HBase

Basics

  • HBase is a column-based key-value store modeled on Google’s BigTable. It runs over HDFS (Hadoop File System).
  • HBase has high write-throughput and scales well horizontally.
  • HBase works well for flexible datamodels of sparse records i.e. much of the fields are empty/null.
  • It also supports features such as automatic failover, versioning and compression out of the box.
  • Altering columns is expensive as HBase has to create a new columns and copy over all the data.
  • Each column can be fine tuned to affect read and write performance and space consumption. You miss out on fine-grained tuning if you de-normalize everything to fewer column families.
  • Column families stored in different directories allow you to only read columns you are interested in. This is great for read-heavy workloads.

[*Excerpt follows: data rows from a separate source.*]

use std::str::FromStr;

use chrono::{Datelike, Days, NaiveDate};

use super::FilterParseError;

/// Relative date windows ending today.
#[derive(Debug, Clone, Copy, PartialEq, Eq, Hash)]
pub enum DateRange {
    /// Today only.
    Today,
    /// Since Monday of the current week.
    Week,
    /// Since the first of the month.
    Month,
    /// Since the first day of the quarter.
    Quarter,
    /// Since January 1.
    Year,
}

impl DateRange {
    /// All windows, narrowest first.
    pub const ALL: [Self; 5] = [
        Self::Today,
        Self::Week,
        Self::Month,
        Self::Quarter,
        Self::Year,
    ];

    /// Query-string key.
    #[must_use]
    pub const fn key(self) -> &'static str {
        match self {
            Self::Today => "today",
            Self::Week => "week",
            Self::Month => "month",
            Self::Quarter => "quarter",
            Self::Year => "year",
        }
    }

    /// First date (inclusive) of the window containing `today`.
    #[must_use]
    pub fn start_date(self, today: NaiveDate) -> NaiveDate {
        match self {
            Self::Today => today,
            Self::Week => today
                .checked_sub_days(Days::new(u64::from(today.weekday().num_days_from_monday())))
                .unwrap_or(today),
            Self::Month => today.with_day(1).unwrap_or(today),
            Self::Quarter => {
                let month = (today.month0() / 3) * 3 + 1;
                NaiveDate::from_ymd_opt(today.year(), month, 1).unwrap_or(today)
            }
            Self::Year => NaiveDate::from_ymd_opt(today.year(), 1, 1).unwrap_or(today),
        }
    }
}

impl FromStr for DateRange {
    type Err = FilterParseError;

    fn from_str(s: &str) -> Result<Self, Self::Err> {
        Self::ALL
            .into_iter()
            .find(|range| range.key() == s)
            .ok_or_else(|| FilterParseError::new("date_range", s))
    }
}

  • Operations are atomic at the row-level, so data across multiple columns families in a record is always consistent.
  • Rows are sorted by the row-key.
  • Regions are chunks of rows stores on a region server. Each region server typically stores multiple regions.

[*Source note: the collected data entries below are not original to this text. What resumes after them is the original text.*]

//! Budget repository for budget database operations.

use chrono::{NaiveDate, Utc};
use rust_decimal::Decimal;
use sea_orm::{
    ActiveModelTrait, ColumnTrait, DatabaseConnection, DbErr, EntityTrait, QueryFilter,
    QueryOrder, QuerySelect, RelationTrait, Set, TransactionTrait, sea_query::Expr,
};
use tracing::info;
use uuid::Uuid;

use fintrack_core::budget::period::{duplicate_name, extend_end_date, next_period};
use fintrack_shared::AppError;

use crate::entities::{
    accounts, budgets, categories, sea_orm_active_enums::TransactionType, transactions,
};

/// Error types for budget operations.
#[derive(Debug, thiserror::Error)]
pub enum BudgetError {
    /// Budget not found (or owned by another user).
    #[error("Budget not found: {0}")]
    NotFound(Uuid),

    /// Account not found (or owned by another user).
    #[error("Account not found: {0}")]
    AccountNotFound(Uuid),

    /// Database error.
    #[error("Database error: {0}")]
    Database(#[from] DbErr),
}

impl From<BudgetError> for AppError {
    fn from(err: BudgetError) -> Self {
        match err {
            BudgetError::NotFound(_) => Self::NotFound("Budget not found".to_string()),
            BudgetError::AccountNotFound(_) => Self::Validation("Account not found".to_string()),
            BudgetError::Database(e) => Self::Database(e.to_string()),
        }
    }
}

/// Writable budget fields.
#[derive(Debug, Clone)]
pub struct BudgetInput {
    /// Account the budget draws from.
    pub account_id: Uuid,
    /// Display name.
    pub name: String,
    /// Budgeted ceiling.
    pub total_amount: Decimal,
    /// Accumulated spend.
    pub spent_amount: Decimal,
    /// First day (inclusive).
    pub start_date: NaiveDate,
    /// Last day (inclusive).
    pub end_date: NaiveDate,
}

/// Budget repository for CRUD and admin bulk operations.
#[derive(Debug, Clone)]
pub struct BudgetRepository {
    db: DatabaseConnection,
}

impl BudgetRepository {
    /// Creates a new budget repository.
    #[must_use]
    pub const fn new(db: DatabaseConnection) -> Self {
        Self { db }
    }

    async fn ensure_account(&self, user_id: Uuid, account_id: Uuid) -> Result<(), BudgetError> {
        accounts::Entity::find_by_id(account_id)
            .filter(accounts::Column::UserId.eq(user_id))
            .one(&self.db)
            .await?
            .map(|_| ())
            .ok_or(BudgetError::AccountNotFound(account_id))
    }

    /// Creates a budget on one of the user's accounts.
    pub async fn create(
        &self,
        user_id: Uuid,
        input: BudgetInput,
    ) -> Result<budgets::Model, BudgetError> {
        self.ensure_account(user_id, input.account_id).await?;

        let now = Utc::now().into();
        let budget = budgets::ActiveModel {
            id: Set(Uuid::new_v4()),
            user_id: Set(user_id),
            account_id: Set(input.account_id),
            name: Set(input.name),
            total_amount: Set(input.total_amount),
            spent_amount: Set(input.spent_amount),
            start_date: Set(input.start_date),
            end_date: Set(input.end_date),
            created_at: Set(now),
            updated_at: Set(now),
        };

        Ok(budget.insert(&self.db).await?)
    }

    /// Gets one of the user's budgets.
    pub async fn get(&self, user_id: Uuid, id: Uuid) -> Result<budgets::Model, BudgetError> {
        budgets::Entity::find_by_id(id)
            .filter(budgets::Column::UserId.eq(user_id))
            .one(&self.db)
            .await?
            .ok_or(BudgetError::NotFound(id))
    }

    /// Lists the user's budgets, latest period first.
    pub async fn list(&self, user_id: Uuid) -> Result<Vec<budgets::Model>, BudgetError> {
        Ok(budgets::Entity::find()
            .filter(budgets::Column::UserId.eq(user_id))
            .order_by_desc(budgets::Column::StartDate)
            .order_by_asc(budgets::Column::Name)
            .all(&self.db)
            .await?)
    }

    /// Replaces the writable fields of a budget.
    pub async fn update(
        &self,
        user_id: Uuid,
        id: Uuid,
        input: BudgetInput,
    ) -> Result<budgets::Model, BudgetError> {
        let budget = self.get(user_id, id).await?;
        if budget.account_id != input.account_id {
            self.ensure_account(user_id, input.account_id).await?;
        }

        let mut active: budgets::ActiveModel = budget.into();
        active.account_id = Set(input.account_id);
        active.name = Set(input.name);
        active.total_amount = Set(input.total_amount);
        active.spent_amount = Set(input.spent_amount);
        active.start_date = Set(input.start_date);
        active.end_date = Set(input.end_date);
        active.updated_at = Set(Utc::now().into());

        Ok(active.update(&self.db).await?)
    }

    /// Deletes a budget and its categories.
    pub async fn delete(&self, user_id: Uuid, id: Uuid) -> Result<(), BudgetError> {
        let result = budgets::Entity::delete_many()
            .filter(budgets::Column::Id.eq(id))
            .filter(budgets::Column::UserId.eq(user_id))
            .exec(&self.db)
            .await?;

        if result.rows_affected == 0 {
            return Err(BudgetError::NotFound(id));
        }
        Ok(())
    }

    /// Lists every budget (admin).
    pub async fn list_all(&self) -> Result<Vec<budgets::Model>, BudgetError> {
        Ok(budgets::Entity::find()
            .order_by_desc(budgets::Column::StartDate)
            .order_by_asc(budgets::Column::Name)
            .all(&self.db)
            .await?)
    }

    /// Sets `spent_amount` to zero; returns the number of budgets changed.
    pub async fn reset_spent(&self, ids: &[Uuid]) -> Result<u64, BudgetError> {
        if ids.is_empty() {
            return Ok(0);
        }

        let result = budgets::Entity::update_many()
            .col_expr(budgets::Column::SpentAmount, Expr::value(Decimal::ZERO))
            .filter(budgets::Column::Id.is_in(ids.iter().copied()))
            .exec(&self.db)
            .await?;

        info!(count = result.rows_affected, "Budgets reset");
        Ok(result.rows_affected)
    }

    /// Pushes each budget's end date out by `days`.
    pub async fn extend(&self, ids: &[Uuid], days: u64) -> Result<u64, BudgetError> {
        let txn = self.db.begin().await?;

        let found = budgets::Entity::find()
            .filter(budgets::Column::Id.is_in(ids.iter().copied()))
            .all(&txn)
            .await?;

        let mut affected = 0;
        for budget in found {
            let end_date = extend_end_date(budget.end_date, days);
            let mut active: budgets::ActiveModel = budget.into();
            active.end_date = Set(end_date);
            active.updated_at = Set(Utc::now().into());
            active.update(&txn).await?;
            affected += 1;
        }

        txn.commit().await?;
        Ok(affected)
    }

    /// Copies each budget into the period that follows it, with zero spend.
    pub async fn duplicate_for_next_period(
        &self,
        ids: &[Uuid],
    ) -> Result<Vec<budgets::Model>, BudgetError> {
        let txn = self.db.begin().await?;

        let found = budgets::Entity::find()
            .filter(budgets::Column::Id.is_in(ids.iter().copied()))
            .order_by_asc(budgets::Column::Name)
            .all(&txn)
            .await?;

        let now = Utc::now().into();
        let mut created = Vec::with_capacity(found.len());
        for budget in found {
            let (start_date, end_date) = next_period(budget.start_date, budget.end_date);
            let copy = budgets::ActiveModel {
                id: Set(Uuid::new_v4()),
                user_id: Set(budget.user_id),
                account_id: Set(budget.account_id),
                name: Set(duplicate_name(&budget.name)),
                total_amount: Set(budget.total_amount),
                spent_amount: Set(Decimal::ZERO),
                start_date: Set(start_date),
                end_date: Set(end_date),
                created_at: Set(now),
                updated_at: Set(now),
            };
            created.push(copy.insert(&txn).await?);
        }

        txn.commit().await?;
        Ok(created)
    }

    /// Sum of withdrawals in categories linked to a budget.
    pub async fn linked_withdrawals(&self, id: Uuid) -> Result<Decimal, BudgetError> {
        let amounts: Vec<Decimal> = transactions::Entity::find()
            .select_only()
            .column(transactions::Column::Amount)
            .join(
                sea_orm::JoinType::InnerJoin,
                transactions::Relation::Categories.def(),
            )
            .filter(categories::Column::BudgetId.eq(id))
            .filter(transactions::Column::TransactionType.eq(TransactionType::Withdrawal))
            .into_tuple()
            .all(&self.db)
            .await?;

        Ok(amounts.into_iter().sum())
    }

    /// Recomputes `spent_amount` from linked withdrawals.
    pub async fn recalculate_spent(&self, id: Uuid) -> Result<budgets::Model, BudgetError> {
        let budget = budgets::Entity::find_by_id(id)
            .one(&self.db)
            .await?
            .ok_or(BudgetError::NotFound(id))?;

        let spent = self.linked_withdrawals(id).await?;

        let mut active: budgets::ActiveModel = budget.into();
        active.spent_amount = Set(spent);
        active.updated_at = Set(Utc::now().into());

        let updated = active.update(&self.db).await?;
        info!(budget_id = %id, spent = %spent, "Budget spend recalculated");
        Ok(updated)
    }
}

  • The architecture comprises of a Master server and multiple region servers. The master server makes use of Zoo Keeper to manage configuration and synchronization. Read/write requests from clients directly go to the region servers.

Internals

  • HBase uses Log Structured Merge Trees (LSTM) to store data.

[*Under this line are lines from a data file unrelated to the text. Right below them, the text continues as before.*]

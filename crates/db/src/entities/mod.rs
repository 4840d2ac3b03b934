//! `SeaORM` entity definitions.

pub mod prelude;

pub mod accounts;
pub mod budgets;
pub mod categories;
pub mod sea_orm_active_enums;
pub mod transactions;
pub mod users;
use std::str::FromStr;

use rust_decimal::Decimal;

use super::FilterParseError;

/// Transaction amount buckets.
///
/// Buckets partition positive amounts with an exclusive lower and an
/// inclusive upper bound.
#[derive(Debug, Clone, Copy, PartialEq, Eq, Hash)]
pub enum AmountRange {
    /// `(0, 50]`
    UpTo50,
    /// `(50, 100]`
    From50To100,
    /// `(100, 500]`
    From100To500,
    /// `(500, 1000]`
    From500To1000,
    /// `(1000, ∞)`
    Over1000,
}

impl AmountRange {
    /// All buckets in ascending order.
    pub const ALL: [Self; 5] = [
        Self::UpTo50,
        Self::From50To100,
        Self::From100To500,
        Self::From500To1000,
        Self::Over1000,
    ];

    /// Query-string key.
    #[must_use]
    pub const fn key(self) -> &'static str {
        match self {
            Self::UpTo50 => "0-50",
            Self::From50To100 => "50-100",
            Self::From100To500 => "100-500",
            Self::From500To1000 => "500-1000",
            Self::Over1000 => "1000+",
        }
    }

    /// `(exclusive lower, inclusive upper)`; `None` means unbounded.
    #[must_use]
    pub fn bounds(self) -> (Option<Decimal>, Option<Decimal>) {
        let (lo, hi) = match self {
            Self::UpTo50 => (0, Some(50)),
            Self::From50To100 => (50, Some(100)),
            Self::From100To500 => (100, Some(500)),
            Self::From500To1000 => (500, Some(1000)),
            Self::Over1000 => (1000, None),
        };
        (Some(Decimal::from(lo)), hi.map(Decimal::from))
    }

    /// True if `amount` falls in this bucket.
    #[must_use]
    pub fn contains(self, amount: Decimal) -> bool {
        let (lo, hi) = self.bounds();
        lo.is_none_or(|lo| amount > lo) && hi.is_none_or(|hi| amount <= hi)
    }

    /// Bucket for a positive amount.
    #[must_use]
    pub fn for_amount(amount: Decimal) -> Option<Self> {
        Self::ALL.into_iter().find(|range| range.contains(amount))
    }
}

impl FromStr for AmountRange {
    type Err = FilterParseError;

    fn from_str(s: &str) -> Result<Self, Self::Err> {
        Self::ALL
            .into_iter()
            .find(|range| range.key() == s)
            .ok_or_else(|| FilterParseError::new("amount_range", s))
    }
}

#[cfg(test)]
mod tests {
    use super::*;
    use proptest::prelude::*;
    use rstest::rstest;
    use rust_decimal_macros::dec;

    #[rstest]
    #[case(dec!(0.01), AmountRange::UpTo50)]
    #[case(dec!(50), AmountRange::UpTo50)]
    #[case(dec!(50.01), AmountRange::From50To100)]
    #[case(dec!(100), AmountRange::From50To100)]
    #[case(dec!(499.99), AmountRange::From100To500)]
    #[case(dec!(1000), AmountRange::From500To1000)]
    #[case(dec!(1000.01), AmountRange::Over1000)]
    fn test_bucket_edges(#[case] amount: Decimal, #[case] expected: AmountRange) {
        assert_eq!(AmountRange::for_amount(amount), Some(expected));
    }

    #[test]
    fn test_zero_is_outside_every_bucket() {
        assert_eq!(AmountRange::for_amount(Decimal::ZERO), None);
    }

    #[test]
    fn test_parse_keys() {
        for range in AmountRange::ALL {
            assert_eq!(range.key().parse::<AmountRange>(), Ok(range));
        }
        assert!("10-20".parse::<AmountRange>().is_err());
    }

    proptest! {
        #[test]
        fn test_buckets_partition_positive_amounts(cents in 1i64..10_000_000i64) {
            let amount = Decimal::new(cents, 2);
            let hits = AmountRange::ALL.iter().filter(|r| r.contains(amount)).count();
            prop_assert_eq!(hits, 1);
        }
    }
}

  • Rows of data in HBase are split into shards called regions. Every region is stored on a region server. A region server may host one or more regions.
  • When data is written to HBase, it is first recorded in a WAL (Write-Ahead Log) called HLog. The data is then stored in an in-memory MemStore, which is flushed to disk when its size reaches a specific threshold. The file written to disk is an immutable index-organized data file called an HFile.
  • HBase performs compaction to reduce read overhead by merging several smaller files into fewer larges ones. During this process, two or more sorted HFiles are merge-sorted into a single file. This helps co-locate all data for a given key on disk, as well as eliminate deleted data.
  • Automatic rollover is supported, enabling all regions on a failed region server to migrate over to another region server. This is done by replaying all the content associated with a region onto a different region server. This makes failovers expensive.
  • HDFS supports HBase with replication, end-to-end checksums and auto-matic rebalancing.